The image filenames encode a bit more of extra information, such
as the original annotation file or the species class. We can use
this to define possible grouping variables to split the images in
the dataset.

.. GENERATED FROM PYTHON SOURCE LINES 155-172

Split by species: group k-fold approach
---------------------------------------
Let's assume we want to split the dataset into two sets,
such that each set has distinct species. This may be useful for
example, if we want to evaluate the
`zero-shot <https://en.wikipedia.org/wiki/Zero-shot_learning>`_ performance
of a species classifier, that is, its performance on species not seen during
training. In this case we may want to split the dataset into train and test
sets, while ensuring that no species are present in both train and test sets.

To do this, we first need to compute a variable that holds the species
per image. Then we can split the images in the dataset based on
the species they contain. Note that only one specie is defined per
image.

We use a helper function to extract the information of interest
from the image filenames.

.. GENERATED FROM PYTHON SOURCE LINES 174-202

.. code-block:: Python


    # Helper function
    def split_at_any_delimiter(text: str, delimiters: list[str]) -> list[str]:
        """Split a string at any of the specified delimiters if present."""
        for delimiter in delimiters:
            if delimiter in text:
                return text.split(delimiter)
        return [text]


    # Get species name per image
    species_per_image_id = np.array(
        [
            ds_all.map_image_id_to_filename[i].split("\\")[-2]
            for i in ds_all.image_id.values
        ]
    )

    # Add the species array to the dataset
    ds_all["specie"] = xr.DataArray(
        species_per_image_id,
        dims="image_id",
    )

    print(f"Total species: {len(np.unique(species_per_image_id))}")


.. rst-class:: sphx-glr-script-out

 .. code-block:: none

    Total species: 15


.. GENERATED FROM PYTHON SOURCE LINES 203-205

We have 15 different species in the dataset.
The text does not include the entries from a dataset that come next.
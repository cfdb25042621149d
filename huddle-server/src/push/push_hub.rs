use crate::push::{Audience, PushChannel, PushError};
use async_trait::async_trait;
use axum::extract::ws::Message;
use dashmap::DashMap;
use huddle_core::{PushFrame, UserId};
use serde_json::Value;
use std::sync::Arc;
use tokio::sync::mpsc;
use tracing::{debug, warn};
use uuid::Uuid;

struct Subscriber {
    id: Uuid,
    tx: mpsc::UnboundedSender<Message>,
}

struct PushHubInner {
    subscribers: DashMap<UserId, Vec<Subscriber>>,
}

/// Fan-out of push frames to the WebSocket connections of each user.
/// A user may hold several connections (tabs, devices).
#[derive(Clone)]
pub struct PushHub {
    inner: Arc<PushHubInner>,
}

impl Default for PushHub {
    fn default() -> Self {
        Self::new()
    }
}

impl PushHub {
    pub fn new() -> Self {
        Self {
            inner: Arc::new(PushHubInner {
                subscribers: DashMap::new(),
            }),
        }
    }

    pub fn subscribe(&self, user_id: UserId) -> (Uuid, mpsc::UnboundedReceiver<Message>) {
        let (tx, rx) = mpsc::unbounded_channel();
        let id = Uuid::new_v4();

        self.inner
            .subscribers
            .entry(user_id)
            .or_default()
            .push(Subscriber { id, tx });

        (id, rx)
    }

    pub fn unsubscribe(&self, user_id: UserId, subscription: Uuid) {
        if let Some(mut subs) = self.inner.subscribers.get_mut(&user_id) {
            subs.retain(|sub| sub.id != subscription);
        }
        self.inner
            .subscribers
            .remove_if(&user_id, |_, subs| subs.is_empty());
    }

    pub fn is_connected(&self, user_id: UserId) -> bool {
        self.inner.subscribers.contains_key(&user_id)
    }

    fn deliver(&self, user_id: UserId, text: &str) {
        let Some(subs) = self.inner.subscribers.get(&user_id) else {
            debug!("no push connection for user {}", user_id);
            return;
        };
        for sub in subs.iter() {
            if let Err(e) = sub.tx.send(Message::Text(text.to_owned().into())) {
                warn!("failed to queue push frame for user {}: {:?}", user_id, e);
            }
        }
    }
}

#[async_trait]
impl PushChannel for PushHub {
    async fn publish(
        &self,
        channel: &str,
        data: Value,
        audience: Audience,
    ) -> Result<(), PushError> {
        let frame = PushFrame {
            channel: channel.to_owned(),
            data,
        };
        let text = serde_json::to_string(&frame).map_err(|e| PushError::Encode(e.to_string()))?;

        match audience {
            Audience::Everyone => {
                let users: Vec<UserId> = self
                    .inner
                    .subscribers
                    .iter()
                    .map(|entry| *entry.key())
                    .collect();
                for user_id in users {
                    self.deliver(user_id, &text);
                }
            }
            Audience::Users(users) => {
                for user_id in users {
                    self.deliver(user_id, &text);
                }
            }
        }

        Ok(())
    }
}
With a bar plot we can visualise
their distribution in the dataset.

.. GENERATED FROM PYTHON SOURCE LINES 207-221

.. code-block:: Python

    count_per_specie = dict(Counter(ds_all["specie"].values).most_common())

    fig, ax = plt.subplots()
    ax.bar(
        count_per_specie.keys(),
        count_per_specie.values(),
    )
    ax.set_xticks(range(len(count_per_specie)))
    ax.set_xticklabels(count_per_specie.keys(), rotation=90)
    ax.set_ylabel("# images")
    ax.set_title("Image count per specie")
    plt.tight_layout()


.. image-sg:: /examples/images/sphx_glr_approximate_subset_sum_split_001.png
   :alt: Image count per specie
   :srcset: /examples/images/sphx_glr_approximate_subset_sum_split_001.png
   :class: sphx-glr-single-img


.. GENERATED FROM PYTHON SOURCE LINES 222-226

We can now split the dataset by species using the
:func:`ethology.datasets.split.split_dataset_group_by`
function. For example, for a very specific 30/70 split,
we would do:

.. GENERATED FROM PYTHON SOURCE LINES 228-237

.. code-block:: Python

    fraction_1 = 0.3
    fraction_2 = 1 - fraction_1

    ds_species_1, ds_species_2 = split_dataset_group_by(
        ds_all,
        group_by_var="specie",
        list_fractions=[fraction_1, fraction_2],
    )


.. rst-class:: sphx-glr-script-out

 .. code-block:: none

    2025-11-21 11:44:24.798 | INFO     | ethology.datasets.split:split_dataset_group_by:211 - Using group k-fold method with 3 folds and seed=42.


.. GENERATED FROM PYTHON SOURCE LINES 238-244

By default, the ``method`` parameter of the function is set to ``auto``,
which automatically selects the appropriate splitting method based on the
number of unique groups and the requested split fractions. From the info
messages logged to the terminal we can see that the automatically selected
method was the "group k-fold" method. To force the use of this method, we
can explicitly set the ``method`` parameter of the function to ``kfold``.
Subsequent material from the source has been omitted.